Trámites y baladas

Fue en agosto. Hablo del agosto previo a la expiración del Universo conocido, desafío cósmico que arrostramos con danzas regionales. Es decir, hablo de hace algunas hecatombes.

Ese agosto fue hidrofóbicamente partidario de los números altos, se manifestasen en mercurio o en la hipérbole de Times Square, daba igual. El sadismo térmico era muy suyo en todos los baremos. En la escala parroquiana, las glándulas sudoríparas se dejaban medir por una gama diversa de buqués. Promiscuidad del oxígeno, vaya.

Qué calor, dios mío. Y yo preveía diciembre: no en función de que expirase el firmamento con todo y globo terráqueo, sino en función de que expirase mi propia identidad. La identidad autenticada, claro es; la que se formula en pasaporte y licencia de conducir con validez en la imposibilidad guatemalteca. La cédula, reencarnada en DPI, merece párrafo aparte.

Las caducidades tienen la costumbre doméstica de invocarse entre ellas mismas. Y es así como mi doble vencimiento llegó con humedades. ¿Por qué, a ver, por qué onanista razón expiró mi pasaporte en el mismo mes que mi licencia? Ha de ser por obra de esos cataclismos personales que se trazan en la carta astral de cada uno al momento de nacer. Desde luego, esto es más fiable y riguroso que el genoma.

El tema es que pensaba en diciembre porque no era posible, según yo, entrar en el país con un pasaporte expirado, ni conducir con una licencia vencida. Lo de la licencia era aplazable; lo del pasaporte, quizá no tanto. Azares de los días activos arrestaron mi intención de renovar esa libreta de sellos migratorios, de modo que, cuando por fin tuve las horas y la buena voluntad (es un decir), era ya noviembre. Soplaba un viento que te helaba los meniscos.

El Consulado General de Guatemala en Nueva York se sitúa en la arrogancia de Park Avenue, esquina con la calle 22, en el exacto frente de una iglesia presbiteriana, que también puede ser episcopalista o de cualquier otra herejía neogótica. El puesto de Guatemala en la Manzana, decía, viene indicado por tu enseña, pedazo de cielo en que prende una nube su albura. Libre al viento de Manhattan, hermosa bandera: es ver una toalla Hilasal tendida en arena de Escuintla.

Segundo piso. Un recinto digno: lo regenta una corta burocracia. La dama no sonríe ni por lo caro del inmueble. «¿Viene a renovar su pasaporte?» Sí. «¿Tiene DPI?» No. «¿Lo va a sacar ahora que vaya?» Sí. «Allá no están dando pasaportes si no tiene DPI. Si tramita la renovación aquí, vuelva dentro de tres meses. Si no, aquí solo le podemos dar un pase de viajero». Palabras bellas, pronunciadas con ese tono en fa menor de quien aspira a desgraciarte la semana.

Resumen: ahora tengo nuevo pasaporte, señora, y no he corrompido a nadie. Fronteras afuera, la República de Guatemala garantiza que yo soy yo.

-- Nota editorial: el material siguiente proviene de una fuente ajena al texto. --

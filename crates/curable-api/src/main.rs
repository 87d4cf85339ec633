use std::sync::Arc;
use tracing_subscriber::{layer::SubscriberExt, util::SubscriberInitExt, EnvFilter};

use curable_api::{
    build_router,
    config::{Config, StorageBackend},
    state::AppState,
};
use curable_llm::{ClientFactory, OpenAIConfig};
use curable_persist::{MemoryPersistenceClient, MongoPersistenceClient, PersistenceClient};

#[tokio::main]
async fn main() -> anyhow::Result<()> {
    // Load .env file
    dotenvy::dotenv().ok();

    let config = Config::load().map_err(|e| anyhow::anyhow!("Failed to load configuration: {}", e))?;

    init_logging(&config);

    tracing::info!("Starting Curable API server");
    tracing::info!("Config loaded: {}:{}", config.server.host, config.server.port);

    tracing::info!("Initializing OpenAI client");
    let mut openai_config = OpenAIConfig::new(config.openai_api_key.clone());
    if let Some(base_url) = &config.openai_base_url {
        openai_config = openai_config.with_base_url(base_url.clone());
    }
    let openai = ClientFactory::create_client(openai_config)?;

    let persist: Arc<dyn PersistenceClient> = match config.storage.backend {
        StorageBackend::Mongodb => {
            tracing::info!("Connecting to MongoDB");
            let mongo = MongoPersistenceClient::connect(&config.mongodb_uri, &config.mongodb.database).await?;
            tracing::info!("MongoDB connected");
            Arc::new(mongo)
        }
        StorageBackend::Memory => {
            tracing::warn!("Using in-memory storage; data is lost on restart");
            Arc::new(MemoryPersistenceClient::new())
        }
    };

    let addr = format!("{}:{}", config.server.host, config.server.port);
    let state = Arc::new(AppState::new(config, persist, openai.clone(), openai));

    let app = build_router(state);

    let listener = tokio::net::TcpListener::bind(&addr).await?;

    tracing::info!("Server listening on {}", addr);
    tracing::info!("Health check: http://{}/health", addr);
    tracing::info!("API docs: http://{}/api/docs", addr);

    axum::serve(listener, app).await?;

    Ok(())
}

fn init_logging(config: &Config) {
    let env_filter = EnvFilter::try_from_default_env()
        .or_else(|_| EnvFilter::try_new(&config.logging.level))
        .unwrap_or_else(|_| EnvFilter::new("info"));

    let registry = tracing_subscriber::registry().with(env_filter);

    match config.logging.format.as_str() {
        "json" => {
            registry.with(tracing_subscriber::fmt::layer().json()).init();
        }
        _ => {
            registry.with(tracing_subscriber::fmt::layer().pretty()).init();
        }
    }
}
pub mod types;
pub mod traits;
pub mod assistants;
pub mod streaming;
pub mod buffer_utils;
pub mod openai;
pub mod config;

#[cfg(feature = "testing")]
pub mod testing;

pub use traits::{
    ChatClient,
    AssistantClient,
    ChatRequest, ChatResponse, ChatOptions, ResponseFormat,
    TokenUsage, RunEventStream,
};

pub use assistants::{AssistantThread, ThreadMessage, MessageRole, Run, RunStatus, RunError, ListOrder};
pub use streaming::StreamEvent;
pub use buffer_utils::SseLineBuffer;
pub use openai::OpenAIClient;
pub use config::{OpenAIConfig, ClientFactory};
pub use types::{Message, Content};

Fronteras adentro, tener pasaporte es una caquerada. Lo que cuenta es el DPI, aunque la cadavérica cédula de vecindad goza de tiempos extras. Y asimismo morirá.

Vendrá la balada y tendrá tus ojos, DPI. Cantaré las mañanas pequeñas para despedirme de aquel documento anacrónico donde nos hacían preguntas de gran inspiración fetichista, tales como si teníamos «defectos físicos» o si el cabello nos crecía lacio o crespo, y por poco preguntaban si nos salía caspa y si usábamos champú de zapuyul.

El animal ya no se apoda Leviatán. Se denomina Renap, y es más monstruoso. Millares de buenas máscaras peregrinan hacia él en espera de existir legalmente. Esto ya no es una cuestión administrativa: es una cuestión ontológica.

Actas, partidas, copias, boletos, recibos, papeles, papeles, más papeles. Papeles kafkianos, papeles gentilicios, papeles de China, papeles en su tinta… Papeles con champiñones, papeles al perol, papeles en salsa tártara; en fin, los papeles que uno quiera. Y todo puesto en orden frente al paladar catador de un cancerbero que husmea la mínima carencia para impedir el ingreso de los vivos en el Hades del reparto oficial de ciudadanías.

Así son los inframundos: sus papeles son inmanentes, en tanto cumplen una función sobre todo higiénica para los quelonios que despachan identidades ajenas. Cardoza y Aragón dijo una vez que la poesía era la única prueba concreta de la existencia del hombre. Yo, sin embargo, sospecho levemente que a los personeros del Renap no voy a poder convencerlos de que existo si les llevo un cuaderno de poemas.